«Мой любимый, единственный!
Я не знаю, доходят ли мои письма, но я так горячо, так страстно думаю о тебе, что ты должен это чувствовать. За меня не беспокойся, я стараюсь жить, хуже всего пасть духом, только ночью, когда никто не видит, реву, как дура, в подушку. Москву ты не узнал бы, она в военной форме, как ты. Я не была дома десять дней, мы рыли окопы у (цензура вычеркнула одно слово), было вначале с непривычки трудно, и бомбили, но справились. Немцы кидали там идиотские листовки, называли нас „дамочками“, наверно, не представляют, что такие „дамочки“, как я, могут играть на скрипке и рыть землю. Может быть, нас заставят отсюда уехать, но ты не волнуйся, теперь такое время, все должны заниматься не своим делом. Если ты можешь стрелять, почему я не могу работать в колхозе?

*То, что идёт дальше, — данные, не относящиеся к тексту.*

#[async_trait]
impl UserService for InMemoryPortal {
    async fn profile(&self, principal: &Principal) -> JobPortalResult<UserProfile> {
        principal.require_authenticated()?;
        let data = self.data.read();
        Ok(data
            .profiles
            .get(&principal.id)
            .cloned()
            .unwrap_or_else(|| UserProfile::blank(&principal.id, principal.role)))
    }

    async fn update_profile(
        &self,
        principal: &Principal,
        request: UpdateProfileRequest,
    ) -> JobPortalResult<UserProfile> {
        principal.require_authenticated()?;
        request.validate_request()?;

        let mut data = self.data.write();
        let profile = data
            .profiles
            .entry(principal.id.clone())
            .or_insert_with(|| UserProfile::blank(&principal.id, principal.role));

        if request.full_name.is_some() {
            profile.full_name = request.full_name;
        }
        if request.email.is_some() {
            profile.email = request.email;
        }
        if request.phone_number.is_some() {
            profile.phone_number = request.phone_number;
        }
        if request.bio.is_some() {
            profile.bio = request.bio;
        }
        if let Some(skills) = request.skills {
            profile.skills = skills
                .into_iter()
                .map(|skill| skill.trim().to_string())
                .filter(|skill| !skill.is_empty())
                .collect();
        }
        profile.updated_at = Utc::now();

        debug!("Profile updated: {}", principal.id);
        Ok(profile.clone())
    }

    async fn saved_jobs(&self, principal: &Principal) -> JobPortalResult<Vec<Job>> {
        principal.require_authenticated()?;
        let data = self.data.read();
        let Some(ids) = data.saved_jobs.get(&principal.id) else {
            return Ok(Vec::new());
        };
        Ok(ids
            .iter()
            .filter_map(|id| data.job(*id).ok().cloned())
            .collect())
    }

    async fn toggle_saved_job(&self, principal: &Principal, job_id: Uuid) -> JobPortalResult<SavedJobToggle> {
        principal.require_authenticated()?;

        let mut data = self.data.write();
        data.job(job_id)?;
        let ids = data.saved_jobs.entry(principal.id.clone()).or_default();

        let saved = if let Some(pos) = ids.iter().position(|id| *id == job_id) {
            ids.remove(pos);
            false
        } else {
            ids.push(job_id);
            true
        };

        debug!("Saved job {} for {}: {}", job_id, principal.id, saved);
        Ok(SavedJobToggle { job_id, saved })
    }

    async fn notifications(&self, principal: &Principal) -> JobPortalResult<Vec<Notification>> {
        principal.require_authenticated()?;
        let data = self.data.read();
        Ok(data
            .notifications
            .iter()
            .rev()
            .filter(|n| n.recipient_id == principal.id)
            .cloned()
            .collect())
    }

    async fn mark_notification_read(&self, principal: &Principal, id: Uuid) -> JobPortalResult<Notification> {
        principal.require_authenticated()?;

        let mut data = self.data.write();
        let notification = data
            .notifications
            .iter_mut()
            .find(|n| n.id == id && n.recipient_id == principal.id)
            .ok_or_else(|| JobPortalError::not_found("Notification", id))?;
        notification.read = true;
        Ok(notification.clone())
    }
}

#[cfg(test)]
mod tests {
    use super::*;

    fn recruiter() -> Principal {
        Principal::new("R1", Role::Recruiter)
    }

    fn student() -> Principal {
        Principal::new("S1", Role::Student)
    }

    fn job_request(company_id: Uuid, title: &str) -> PostJobRequest {
        PostJobRequest {
            title: title.to_string(),
            description: "Build and run services".to_string(),
            requirements: vec!["Rust".to_string()],
            salary: Some(90_000),
            location: "Remote".to_string(),
            job_type: "full-time".to_string(),
            positions: 2,
            company_id,
        }
    }

    async fn portal_with_job() -> (InMemoryPortal, Job) {
        let portal = InMemoryPortal::new();
        let company = portal
            .register_company(&recruiter(), RegisterCompanyRequest { name: "Acme".to_string() })
            .await
            .unwrap();
        let job = portal
            .post_job(&recruiter(), job_request(company.id, "Rust Engineer"))
            .await
            .unwrap();
        (portal, job)
    }

    #[tokio::test]
    async fn test_post_and_list_jobs() {
        let (portal, job) = portal_with_job().await;
        let company_id = job.company_id;
        portal
            .post_job(&recruiter(), job_request(company_id, "Go Developer"))
            .await
            .unwrap();

        let all = portal.list_jobs(None).await.unwrap();
        assert_eq!(all.len(), 2);
        assert_eq!(all[0].title, "Go Developer");

        let rust = portal.list_jobs(Some("rust")).await.unwrap();
        assert_eq!(rust, vec![job.clone()]);

        assert_eq!(portal.get_job(job.id).await.unwrap(), job);
        assert_eq!(portal.admin_jobs(&recruiter()).await.unwrap().len(), 2);
    }

    #[tokio::test]
    async fn test_post_job_requires_recruiter_and_owned_company() {
        let (portal, job) = portal_with_job().await;

        let err = portal
            .post_job(&student(), job_request(job.company_id, "Intern"))
            .await
            .unwrap_err();
        assert_eq!(err.status_code(), 403);

        let other = Principal::new("R2", Role::Recruiter);
        let err = portal
            .post_job(&other, job_request(job.company_id, "Intern"))
            .await
            .unwrap_err();
        assert_eq!(err.status_code(), 403);

        let err = portal
            .post_job(&recruiter(), job_request(job.company_id, "  "))
            .await
            .unwrap_err();
        assert_eq!(err.status_code(), 400);
    }

    #[tokio::test]
    async fn test_get_missing_job_is_not_found() {
        let portal = InMemoryPortal::new();
        let err = portal.get_job(Uuid::now_v7()).await.unwrap_err();
        assert_eq!(err.status_code(), 404);
    }

    #[tokio::test]
    async fn test_company_names_are_unique() {
        let portal = InMemoryPortal::new();
        portal
            .register_company(&recruiter(), RegisterCompanyRequest { name: "Acme".to_string() })
            .await
            .unwrap();
        let err = portal
            .register_company(&recruiter(), RegisterCompanyRequest { name: "ACME".to_string() })
            .await
            .unwrap_err();
        assert_eq!(err.status_code(), 409);
    }

    #[tokio::test]
    async fn test_update_company_by_owner_only() {
        let portal = InMemoryPortal::new();
        let company = portal
            .register_company(&recruiter(), RegisterCompanyRequest { name: "Acme".to_string() })
            .await
            .unwrap();

        let update = UpdateCompanyRequest {
            location: Some("Lisbon".to_string()),
            ..UpdateCompanyRequest::default()
        };
        let updated = portal
            .update_company(&recruiter(), company.id, update.clone())
            .await
            .unwrap();
        assert_eq!(updated.location.as_deref(), Some("Lisbon"));
        assert_eq!(updated.name, "Acme");

        let other = Principal::new("R2", Role::Recruiter);
        let err = portal.update_company(&other, company.id, update).await.unwrap_err();
        assert_eq!(err.status_code(), 403);
    }

    #[tokio::test]
    async fn test_apply_twice_conflicts() {
        let (portal, job) = portal_with_job().await;
        portal.apply(&student(), job.id).await.unwrap();
        let err = portal.apply(&student(), job.id).await.unwrap_err();
        assert_eq!(err.status_code(), 409);

        let applied = portal.applied_jobs(&student()).await.unwrap();
        assert_eq!(applied.len(), 1);
        assert_eq!(applied[0].job.id, job.id);
    }

    #[tokio::test]
    async fn test_status_update_notifies_applicant() {
        let (portal, job) = portal_with_job().await;
        let application = portal.apply(&student(), job.id).await.unwrap();

        let applicants = portal.applicants(&recruiter(), job.id).await.unwrap();
        assert_eq!(applicants, vec![application.clone()]);

        let updated = portal
            .update_status(
                &recruiter(),
                application.id,
                UpdateStatusRequest { status: ApplicationStatus::Accepted },
            )
            .await
            .unwrap();
        assert_eq!(updated.status, ApplicationStatus::Accepted);

        let notifications = portal.notifications(&student()).await.unwrap();
        assert_eq!(notifications.len(), 1);
        assert!(notifications[0].message.contains("accepted"));
        assert!(!notifications[0].read);

        let read = portal
            .mark_notification_read(&student(), notifications[0].id)
            .await
            .unwrap();
        assert!(read.read);

        let err = portal
            .mark_notification_read(&recruiter(), notifications[0].id)
            .await
            .unwrap_err();
        assert_eq!(err.status_code(), 404);
    }

    #[tokio::test]
    async fn test_profile_defaults_and_updates() {
        let portal = InMemoryPortal::new();
        let blank = portal.profile(&student()).await.unwrap();
        assert_eq!(blank.id, "S1");
        assert!(blank.full_name.is_none());

        let updated = portal
            .update_profile(
                &student(),
                UpdateProfileRequest {
                    full_name: Some("Sam Doe".to_string()),
                    skills: Some(vec!["rust".to_string(), " ".to_string()]),
                    ..UpdateProfileRequest::default()
                },
            )
            .await
            .unwrap();
        assert_eq!(updated.full_name.as_deref(), Some("Sam Doe"));
        assert_eq!(updated.skills, vec!["rust".to_string()]);
        assert_eq!(portal.profile(&student()).await.unwrap(), updated);

        let err = portal.profile(&Principal::guest()).await.unwrap_err();
        assert_eq!(err.status_code(), 401);
    }

    #[tokio::test]
    async fn test_toggle_saved_job() {
        let (portal, job) = portal_with_job().await;

        let first = portal.toggle_saved_job(&student(), job.id).await.unwrap();
        assert!(first.saved);
        assert_eq!(portal.saved_jobs(&student()).await.unwrap(), vec![job.clone()]);

        let second = portal.toggle_saved_job(&student(), job.id).await.unwrap();
        assert!(!second.saved);
        assert!(portal.saved_jobs(&student()).await.unwrap().is_empty());
    }
}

Главное — победить, хотя сообщения не очень веселые, я почему-то уверена, что это будет скоро. Я вспоминаю каждый день, каждую минуту, проведенную с тобой. Помнишь Московское море, и как ты упал в воду, и потом вечером… Я не могу об этом писать, ты сам все знаешь. Я тебя целую, как тогда, и если даже война будет сто лет, я буду ждать, ждать, ждать!»
Осип помрачнел: письмо напомнило ему Раю. Может быть, и она выбралась, роет окопы или работает в колхозе? А если они застряли в Киеве?.. Нет, об этом нельзя думать!
Он читает бойцам передовицу: «Отстоять Москву — первейший долг советского воина». Статья ему нравится, все толково, ясно. Он глядит — люди слушают, молчат. Почему-то он снова вспоминает Раю… Она говорила: «Ничего ты не понимаешь, ничего»… Может быть, правда, он ничего не понимает? Белогоров сказал ему в прошлый раз: «Хорошо, но суховато…» И Осип говорит:
— Жена командира пишет, что Москва теперь военная. Там, как у нас. Она музыке учится, должна беречь руки, а пошла рыть окопы… Так что нужно держаться. Москва — это не просто рубеж, это вот здесь…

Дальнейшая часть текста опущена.